Start by looking at the most simple
_syscall0
macro. It simply
calls the int
instruction
with a value of 0x80
. This
instruction makes the CPU raise interrupt 0x80, which will
jump to code that handles system calls in the kernel.
We can start inspecting how to pass arguments with the longer macros. Notice how the PowerPC implementation cascaded macros downwards, adding one argument per time. This implementation has slightly more copied code, but is a little easier to follow.
x86 register names are based around letters, rather than
the numerical based register names of PowerPC. We can see
from the zero argument macro that only the
A
register gets loaded; from
this we can tell that the system call number is expected in
the EAX
register. As we
start loading registers in the other macros you can see the
short names of the registers in the arguments to the
__asm__
call.
We see something a little more interesting in
__syscall6
, the macro taking
6 arguments. Notice the push
and pop
instructions? These
work with the stack on x86, "pushing" a value onto the top of
the stack in memory, and popping the value from the stack back
into memory. Thus in the case of having six registers we need
to store the value of the ebp
register in memory, put our argument in in (the
mov
instruction), make our
system call and then restore the original value into
ebp
. Here you can see the
disadvantage of not having enough registers; stores to memory
are expensive so the more you can avoid them, the
better.
Another thing you might notice there is nothing like the memory fence instruction we saw previously with the PowerPC. This is because on x86 the effect of all instructions will be guaranteed to be visible when the complete. This is easier for the compiler (and programmer) to program for, but offers less flexibility.

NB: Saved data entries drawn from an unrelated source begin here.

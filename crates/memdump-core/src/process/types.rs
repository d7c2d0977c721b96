use serde::{Deserialize, Serialize};

/// Architecture class of a target process.
#[derive(Debug, Clone, Copy, PartialEq, Eq, Serialize, Deserialize)]
pub enum ProcessArch {
    X86,
    X64,
}

impl ProcessArch {
    /// Subdirectory of the capture tool directory holding this
    /// architecture's tool variant.
    pub fn tool_subdir(&self) -> &'static str {
        match self {
            ProcessArch::X86 => "x86",
            ProcessArch::X64 => "x64",
        }
    }
}

impl std::fmt::Display for ProcessArch {
    fn fmt(&self, f: &mut std::fmt::Formatter<'_>) -> std::fmt::Result {
        match self {
            ProcessArch::X86 => write!(f, "32-bit"),
            ProcessArch::X64 => write!(f, "64-bit"),
        }
    }
}

/// Snapshot of a selected target process.
///
/// Taken at selection time via [`super::inspector::ProcessInspector::resolve`];
/// the process may exit or change between selection and dump execution, in
/// which case the capture stage fails cleanly.
#[derive(Debug, Clone, PartialEq, Eq)]
pub struct ProcessRef {
    pub pid: u32,
    pub name: String,
    pub arch: ProcessArch,
}

/// One row of the session process listing, for display purposes.
///
/// Deliberately does not carry an architecture: the privileged probe runs
/// only against the single process the operator selects, not the whole list.
#[derive(Debug, Clone, Serialize)]
pub struct ProcessInfo {
    pub pid: u32,
    pub name: String,
    pub memory_bytes: u64,
}

impl ProcessInfo {
    pub fn memory_mb(&self) -> u64 {
        self.memory_bytes / 1_024 / 1_024
    }
}

#[cfg(test)]
mod tests {
    use super::*;

    #[test]
    fn test_arch_tool_subdir() {
        assert_eq!(ProcessArch::X86.tool_subdir(), "x86");
        assert_eq!(ProcessArch::X64.tool_subdir(), "x64");
    }

    #[test]
    fn test_arch_display() {
        assert_eq!(ProcessArch::X64.to_string(), "64-bit");
        assert_eq!(ProcessArch::X86.to_string(), "32-bit");
    }

    #[test]
    fn test_memory_mb() {
        let info = ProcessInfo {
            pid: 1,
            name: "init".to_string(),
            memory_bytes: 5 * 1_024 * 1_024,
        };
        assert_eq!(info.memory_mb(), 5);
    }
}
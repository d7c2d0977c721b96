use std::error::Error;

/// Base trait for all application errors
pub trait MemdumpError: Error + Send + Sync + 'static {
    /// Error code for programmatic handling
    fn error_code(&self) -> &'static str;

    /// Whether this error should be logged as an error or warning
    fn is_user_error(&self) -> bool {
        false
    }
}

/// Common result type for the application
pub type MemdumpResult<T> = Result<T, Box<dyn MemdumpError>>;

#[derive(Debug, thiserror::Error)]
pub enum ConfigError {
    #[error("Config file not found at '{path}'")]
    ConfigNotFound { path: String },

    #[error("Failed to parse config file: {message}")]
    ConfigParseError { message: String },

    #[error("Invalid configuration: {message}")]
    InvalidConfiguration { message: String },

    #[error("IO error reading config: {source}")]
    IoError {
        #[from]
        source: std::io::Error,
    },
}

impl MemdumpError for ConfigError {
    fn error_code(&self) -> &'static str {
        match self {
            ConfigError::ConfigNotFound { .. } => "CONFIG_NOT_FOUND",
            ConfigError::ConfigParseError { .. } => "CONFIG_PARSE_ERROR",
            ConfigError::InvalidConfiguration { .. } => "INVALID_CONFIGURATION",
            ConfigError::IoError { .. } => "CONFIG_IO_ERROR",
        }
    }

    fn is_user_error(&self) -> bool {
        matches!(
            self,
            ConfigError::ConfigParseError { .. } | ConfigError::InvalidConfiguration { .. }
        )
    }
}
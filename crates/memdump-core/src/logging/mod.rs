use tracing_subscriber::{EnvFilter, layer::SubscriberExt, util::SubscriberInitExt};

/// Initialize logging with optional quiet mode.
///
/// When `quiet` is true, only error-level events are emitted.
/// When `quiet` is false, info-level and above events are emitted (default).
pub fn init_logging(quiet: bool) {
    let level = if quiet { "error" } else { "info" };

    // Both the CLI crate and this library emit events; target matching
    // stops at `::` boundaries, so each crate needs its own directive.
    tracing_subscriber::registry()
        .with(
            tracing_subscriber::fmt::layer()
                .json()
                .with_writer(std::io::stderr)
                .with_current_span(false)
                .with_span_list(false),
        )
        .with(
            EnvFilter::from_default_env()
                .add_directive(
                    format!("memdump={level}")
                        .parse()
                        .expect("Invalid log directive"),
                )
                .add_directive(
                    format!("memdump_core={level}")
                        .parse()
                        .expect("Invalid log directive"),
                ),
        )
        .init();
}
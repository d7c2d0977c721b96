//! Configuration validation.

use crate::config::types::MemdumpConfig;
use crate::errors::ConfigError;

/// Validate a merged configuration.
///
/// Checks structural sanity only; tool files are not required to exist at
/// load time (the capture and archive preconditions report missing tools at
/// invocation time, against the process that actually needs them).
pub fn validate_config(config: &MemdumpConfig) -> Result<(), ConfigError> {
    if config.tools.dump_tool_exe().is_empty() {
        return Err(ConfigError::InvalidConfiguration {
            message: "tools.dump_tool_exe must not be empty".to_string(),
        });
    }

    if config.tools.compressor().as_os_str().is_empty() {
        return Err(ConfigError::InvalidConfiguration {
            message: "tools.compressor must not be empty".to_string(),
        });
    }

    if config.output.directory().as_os_str().is_empty() {
        return Err(ConfigError::InvalidConfiguration {
            message: "output.directory must not be empty".to_string(),
        });
    }

    if config.logging.log_file() == config.logging.error_log_file() {
        return Err(ConfigError::InvalidConfiguration {
            message: "logging.log_file and logging.error_log_file must differ".to_string(),
        });
    }

    Ok(())
}

#[cfg(test)]
mod tests {
    use super::*;

    #[test]
    fn test_default_config_is_valid() {
        assert!(validate_config(&MemdumpConfig::default()).is_ok());
    }

    #[test]
    fn test_empty_dump_tool_exe_rejected() {
        let config: MemdumpConfig = toml::from_str(
            r#"
[tools]
dump_tool_exe = ""
"#,
        )
        .unwrap();
        let result = validate_config(&config);
        assert!(matches!(
            result,
            Err(ConfigError::InvalidConfiguration { .. })
        ));
    }

    #[test]
    fn test_identical_log_files_rejected() {
        let config: MemdumpConfig = toml::from_str(
            r#"
[logging]
log_file = "same.txt"
error_log_file = "same.txt"
"#,
        )
        .unwrap();
        let result = validate_config(&config);
        assert!(matches!(
            result,
            Err(ConfigError::InvalidConfiguration { .. })
        ));
    }
}
//! Caller-facing dump API.
//!
//! `start_dump` runs the workflow on one dedicated background thread per
//! invocation so the caller (typically a UI loop) stays responsive, and
//! hands back a [`DumpHandle`] carrying the progress stream and the
//! terminal outcome. One invocation in flight at a time is the caller's
//! contract - it disables its trigger affordance while a handle is live.
//! Cancellation is not supported: a started workflow runs to completion or
//! failure.

use std::sync::Arc;
use std::sync::mpsc::{self, Receiver};
use std::thread::JoinHandle;

use tracing::{error, info};

use crate::config::MemdumpConfig;
use crate::runner::{FileInvocationLog, SystemRunner, ToolRunner};
use crate::workflow::engine;
use crate::workflow::errors::DumpError;
use crate::workflow::types::{DumpRequest, DumpSuccess, ProgressEvent};

/// Handle to one in-flight dump invocation.
pub struct DumpHandle {
    events: Receiver<ProgressEvent>,
    worker: JoinHandle<Result<DumpSuccess, DumpError>>,
}

impl DumpHandle {
    /// Progress stream, delivered strictly in stage order. The stream ends
    /// when the workflow reaches its terminal outcome.
    pub fn events(&self) -> &Receiver<ProgressEvent> {
        &self.events
    }

    /// Block until the workflow finishes and return its terminal outcome.
    ///
    /// A worker that panicked surfaces as [`DumpError::Interrupted`]; its
    /// temp artifacts were already removed while unwinding.
    pub fn wait(self) -> Result<DumpSuccess, DumpError> {
        match self.worker.join() {
            Ok(outcome) => outcome,
            Err(_) => {
                error!(event = "core.workflow.worker_panicked");
                Err(DumpError::Interrupted {
                    message: "worker thread panicked".to_string(),
                })
            }
        }
    }
}

/// Start a dump on a background thread with the real tool runner, wired to
/// the configured invocation log artifacts.
pub fn start_dump(request: DumpRequest, config: &MemdumpConfig) -> DumpHandle {
    let log = FileInvocationLog::new(
        config.logging.log_file(),
        config.logging.error_log_file(),
    );
    start_dump_with(request, config.clone(), SystemRunner::new(Arc::new(log)))
}

/// `start_dump` with an injected runner, for callers and tests that
/// substitute tool doubles.
pub fn start_dump_with<R>(request: DumpRequest, config: MemdumpConfig, runner: R) -> DumpHandle
where
    R: ToolRunner + 'static,
{
    let (tx, rx) = mpsc::channel();

    info!(
        event = "core.workflow.worker_started",
        pid = request.process.pid,
        process = %request.process.name
    );

    let worker =
        std::thread::spawn(move || engine::run_dump(&request, &config, &runner, &tx));

    DumpHandle { events: rx, worker }
}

The only thing left to contrast is the return value. On
the PowerPC we had two registers with return values from the
kernel, one with the value and one with an error code.
However on x86 we only have one return value that is passed
into __syscall_return
. That
macro casts the return value to unsigned
long
and compares it to an (architecture and
kernel dependent) range of negative values that might
represent error codes (note that the
errno
value is positive, so
the negative result from the kernel is negated). However,
this means that system calls can not return small negative
values, since they are indistinguishable from error codes.
Some system calls that have this requirement, such as
getpriority()
, add an offset
to their return value to force it to always be positive; it is
up to the userspace to realise this and subtract this constant
value to get back to the "real" value.